In article <MPG.1034fe454daf3d4698970b at news.teleport.com>,
  larryc at teleport.com (Larry Caldwell) wrote:
> In article <35C97FEB.E092D7F1 at forestmeister.com>,
> redoak at forestmeister.com says...
> > So, your oldgrowth forests are on average about 50 years old? <G>
> No, on the *average* our old growth forests are about 100 years old.
> Some protected groves are older than that.  Of course, since we have
> started vigorous fire suppression in the last 50 years, our forests have
> gotten a lot older.  At least the ones that haven't been logged have.
> Prior to modern fire suppression, the PNW had fire storms of biblical
> proportions on a regular basis.  A half a million acre forest fire was a
> common thing.
> All the doug fir forests are fire regrowth.  Doug fir won't reproduce
> under a shade canopy, so you either have to burn it down or cut it down
> to get a doug fir forest.  The true old growth forests in the PNW are
> spruce and cedar, which are almost all within a narrow belt about 40
> miles wide near the Pacific coast.
Sorry Larry.
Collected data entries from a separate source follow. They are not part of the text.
use std::collections::BTreeMap;
use std::time::Duration;

use serde::{Deserialize, Serialize};
use time::OffsetDateTime;
use uuid::Uuid;

use crate::database::custom_types::{Etag, JobId};
use crate::database::Database;
use crate::tables::{TableError, TableStore};

const METADATA_TABLE_NAME: &str = "metadata";

const TRIGGER_PARTITION: &str = "trigger";
const LEASE_ROW_KEY: &str = "lease";
const CURRENT_TRIGGER_ROW_KEY: &str = "current";

const COMPARTMENT_PARTITION: &str = "compartment";

const CHANGE_FEED_PARTITION: &str = "changefeed";
const CHANGE_FEED_CURSOR_ROW_KEY: &str = "cursor";

/// Store for pipeline metadata that isn't job state: the scheduler's
/// leadership lease and sliding-window cursor, per-patient versions used by
/// group-scope incremental extraction, and the change-feed cursor. Everything
/// lives in the same key-value table the queue uses, under partitions the
/// queue never touches.
#[derive(Clone)]
pub struct MetadataStore {
    table: TableStore,
}

#[derive(Clone, Debug, Deserialize, Serialize)]
#[serde(rename_all = "camelCase")]
struct TriggerLeaseRecord {
    holder: Uuid,
    #[serde(with = "time::serde::rfc3339")]
    expires_at: OffsetDateTime,
}

/// The scheduler's sliding-window clock. `window_end` of a finished trigger
/// is the cursor the next window starts from.
#[derive(Clone, Debug, Deserialize, PartialEq, Serialize)]
#[serde(rename_all = "camelCase")]
pub struct CurrentTrigger {
    pub sequence_id: i64,

    #[serde(default, with = "time::serde::rfc3339::option")]
    pub window_start: Option<OffsetDateTime>,
    #[serde(with = "time::serde::rfc3339")]
    pub window_end: OffsetDateTime,

    pub status: TriggerStatus,
    pub orchestrator_job_id: Option<JobId>,
}

#[derive(Clone, Copy, Debug, Deserialize, Eq, PartialEq, Serialize)]
#[serde(rename_all = "snake_case")]
pub enum TriggerStatus {
    Running,
    Completed,
    Failed,
    Cancelled,
}

#[derive(Clone, Debug, Default, Deserialize, Serialize)]
#[serde(rename_all = "camelCase")]
struct CompartmentRecord {
    version_id: i64,
}

#[derive(Clone, Debug, Default, Deserialize, Serialize)]
#[serde(rename_all = "camelCase")]
struct ChangeFeedCursorRecord {
    next_offset: i64,
}

impl MetadataStore {
    pub fn new(database: Database) -> Self {
        Self {
            table: TableStore::new(database, METADATA_TABLE_NAME),
        }
    }

    /// Attempts to take or extend the scheduler leadership lease. Returns
    /// whether the caller is now the leader. An expired lease can be taken
    /// over by any instance; a live one only extended by its holder.
    pub async fn try_acquire_trigger_lease(
        &self,
        holder: Uuid,
        ttl: Duration,
    ) -> Result<bool, MetadataError> {
        let fresh = TriggerLeaseRecord {
            holder,
            expires_at: OffsetDateTime::now_utc() + ttl,
        };

        match self.table.get(TRIGGER_PARTITION, LEASE_ROW_KEY).await? {
            None => match self.table.insert(TRIGGER_PARTITION, LEASE_ROW_KEY, &fresh).await {
                Ok(_) => {
                    tracing::info!(%holder, "acquired scheduler lease");
                    Ok(true)
                }
                Err(TableError::EntityAlreadyExists(_, _)) => Ok(false),
                Err(err) => Err(err.into()),
            },
            Some(entity) => {
                let stored: TriggerLeaseRecord = entity.decode()?;

                let expired = stored.expires_at <= OffsetDateTime::now_utc();
                if stored.holder != holder && !expired {
                    return Ok(false);
                }

                match self
                    .table
                    .update(TRIGGER_PARTITION, LEASE_ROW_KEY, entity.etag, &fresh)
                    .await
                {
                    Ok(_) => {
                        if stored.holder != holder {
                            tracing::info!(%holder, previous = %stored.holder, "took over expired scheduler lease");
                        }
                        Ok(true)
                    }
                    Err(TableError::PreconditionFailed(_, _)) => Ok(false),
                    Err(err) => Err(err.into()),
                }
            }
        }
    }

    pub async fn current_trigger(
        &self,
    ) -> Result<Option<(CurrentTrigger, Etag)>, MetadataError> {
        let entity = match self.table.get(TRIGGER_PARTITION, CURRENT_TRIGGER_ROW_KEY).await? {
            Some(entity) => entity,
            None => return Ok(None),
        };

        let trigger = entity.decode()?;
        Ok(Some((trigger, entity.etag)))
    }

    pub async fn insert_trigger(&self, trigger: &CurrentTrigger) -> Result<(), MetadataError> {
        match self
            .table
            .insert(TRIGGER_PARTITION, CURRENT_TRIGGER_ROW_KEY, trigger)
            .await
        {
            Ok(_) => Ok(()),
            // a competing leader planned the same trigger first; theirs wins
            Err(TableError::EntityAlreadyExists(_, _)) => Ok(()),
            Err(err) => Err(err.into()),
        }
    }

    pub async fn update_trigger(
        &self,
        trigger: &CurrentTrigger,
        etag: Etag,
    ) -> Result<(), MetadataError> {
        self.table
            .update(TRIGGER_PARTITION, CURRENT_TRIGGER_ROW_KEY, etag, trigger)
            .await?;

        Ok(())
    }

    /// Stored versions for the requested patients. Patients never seen before
    /// are simply absent from the result.
    pub async fn patient_versions(
        &self,
        patient_ids: &[String],
    ) -> Result<BTreeMap<String, i64>, MetadataError> {
        let mut versions = BTreeMap::new();

        for patient_id in patient_ids.iter() {
            if let Some(entity) = self.table.get(COMPARTMENT_PARTITION, patient_id).await? {
                let record: CompartmentRecord = entity.decode()?;
                versions.insert(patient_id.clone(), record.version_id);
            }
        }

        Ok(versions)
    }

    pub async fn upsert_patient_versions(
        &self,
        versions: &BTreeMap<String, i64>,
    ) -> Result<(), MetadataError> {
        for (patient_id, version_id) in versions.iter() {
            let record = CompartmentRecord {
                version_id: *version_id,
            };

            self.table
                .upsert(COMPARTMENT_PARTITION, patient_id, &record)
                .await?;
        }

        Ok(())
    }

    /// Next change-feed offset to extract, advanced after each completed
    /// DICOM orchestration.
    pub async fn change_feed_cursor(&self) -> Result<i64, MetadataError> {
        match self
            .table
            .get(CHANGE_FEED_PARTITION, CHANGE_FEED_CURSOR_ROW_KEY)
            .await?
        {
            Some(entity) => {
                let record: ChangeFeedCursorRecord = entity.decode()?;
                Ok(record.next_offset)
            }
            None => Ok(0),
        }
    }

    pub async fn advance_change_feed_cursor(&self, next_offset: i64) -> Result<(), MetadataError> {
        self.table
            .upsert(
                CHANGE_FEED_PARTITION,
                CHANGE_FEED_CURSOR_ROW_KEY,
                &ChangeFeedCursorRecord { next_offset },
            )
            .await?;

        Ok(())
    }
}

#[derive(Debug, thiserror::Error)]
pub enum MetadataError {
    #[error("metadata table operation failed: {0}")]
    Table(#[from] TableError),
}

#[cfg(test)]
mod test {
    use super::*;
    use crate::tests::helpers::test_database;

    #[tokio::test]
    async fn test_lease_is_exclusive_until_expiry() {
        let store = MetadataStore::new(test_database().await);

        let first = Uuid::new_v4();
        let second = Uuid::new_v4();

        assert!(store
            .try_acquire_trigger_lease(first, Duration::from_secs(60))
            .await
            .expect("acquire"));

        // holder can extend, a competitor can't take over
        assert!(store
            .try_acquire_trigger_lease(first, Duration::from_secs(60))
            .await
            .expect("renew"));
        assert!(!store
            .try_acquire_trigger_lease(second, Duration::from_secs(60))
            .await
            .expect("compete"));
    }

    #[tokio::test]
    async fn test_expired_lease_can_be_taken_over() {
        let store = MetadataStore::new(test_database().await);

        let first = Uuid::new_v4();
        let second = Uuid::new_v4();

        assert!(store
            .try_acquire_trigger_lease(first, Duration::from_millis(1))
            .await
            .expect("acquire"));

        tokio::time::sleep(Duration::from_millis(10)).await;

        assert!(store
            .try_acquire_trigger_lease(second, Duration::from_secs(60))
            .await
            .expect("takeover"));
        assert!(!store
            .try_acquire_trigger_lease(first, Duration::from_secs(60))
            .await
            .expect("old holder lost"));
    }

    #[tokio::test]
    async fn test_patient_versions_roundtrip() {
        let store = MetadataStore::new(test_database().await);

        let mut versions = BTreeMap::new();
        versions.insert("patient-a".to_string(), 3i64);
        versions.insert("patient-b".to_string(), 1i64);

        store.upsert_patient_versions(&versions).await.expect("upsert");

        let lookup = vec![
            "patient-a".to_string(),
            "patient-b".to_string(),
            "patient-c".to_string(),
        ];
        let found = store.patient_versions(&lookup).await.expect("lookup");

        assert_eq!(found, versions);
    }
}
On Vancouver Island it does regenerate when an old-growth (5'
diameter) tree is removed. Old growth have considerable canopy width, and
removal of even a single tree *can* create conditions suitable for natural

> > Wow, they sure must grow fast with all that rain to get so big in 50
> > years.
> Yes, they do grow fast.  A doug fir forest is about done growing in 100
> years.  By 120 years, fir no longer grows any taller, and the rings get
> pretty narrow too.  While a 20 year old tree is putting on half an inch
> to an inch a year diameter, a 100 year old tree will only grow a
> sixteenth of an inch a year.

I have observed differently at Vic Em's Tie Tree Farm outside of Oregon City,
Clackamas County, Oregon. Here Vic took overstory trees 120-150 feet tall
out, which allowed spindly, understory Douglas fir to suddenly spurt. One
stump I saw had about 12 rings per inch diameter before have canopy cut, to
3-4 rings per inch, or less. Thus it makes little sense to clearcut such
areas when the understory trees (already 30-50' tall) fill in so quickly
afterwards. BTW, Vic manages this tree farm mostly for telephone poles. When
I saw him last, he had just dropped precisely a 120-foot pole, managing to
basal prune several trees ti 40 feet at the same time. Not bad for someone
who then had just celebrated his 78th birthday.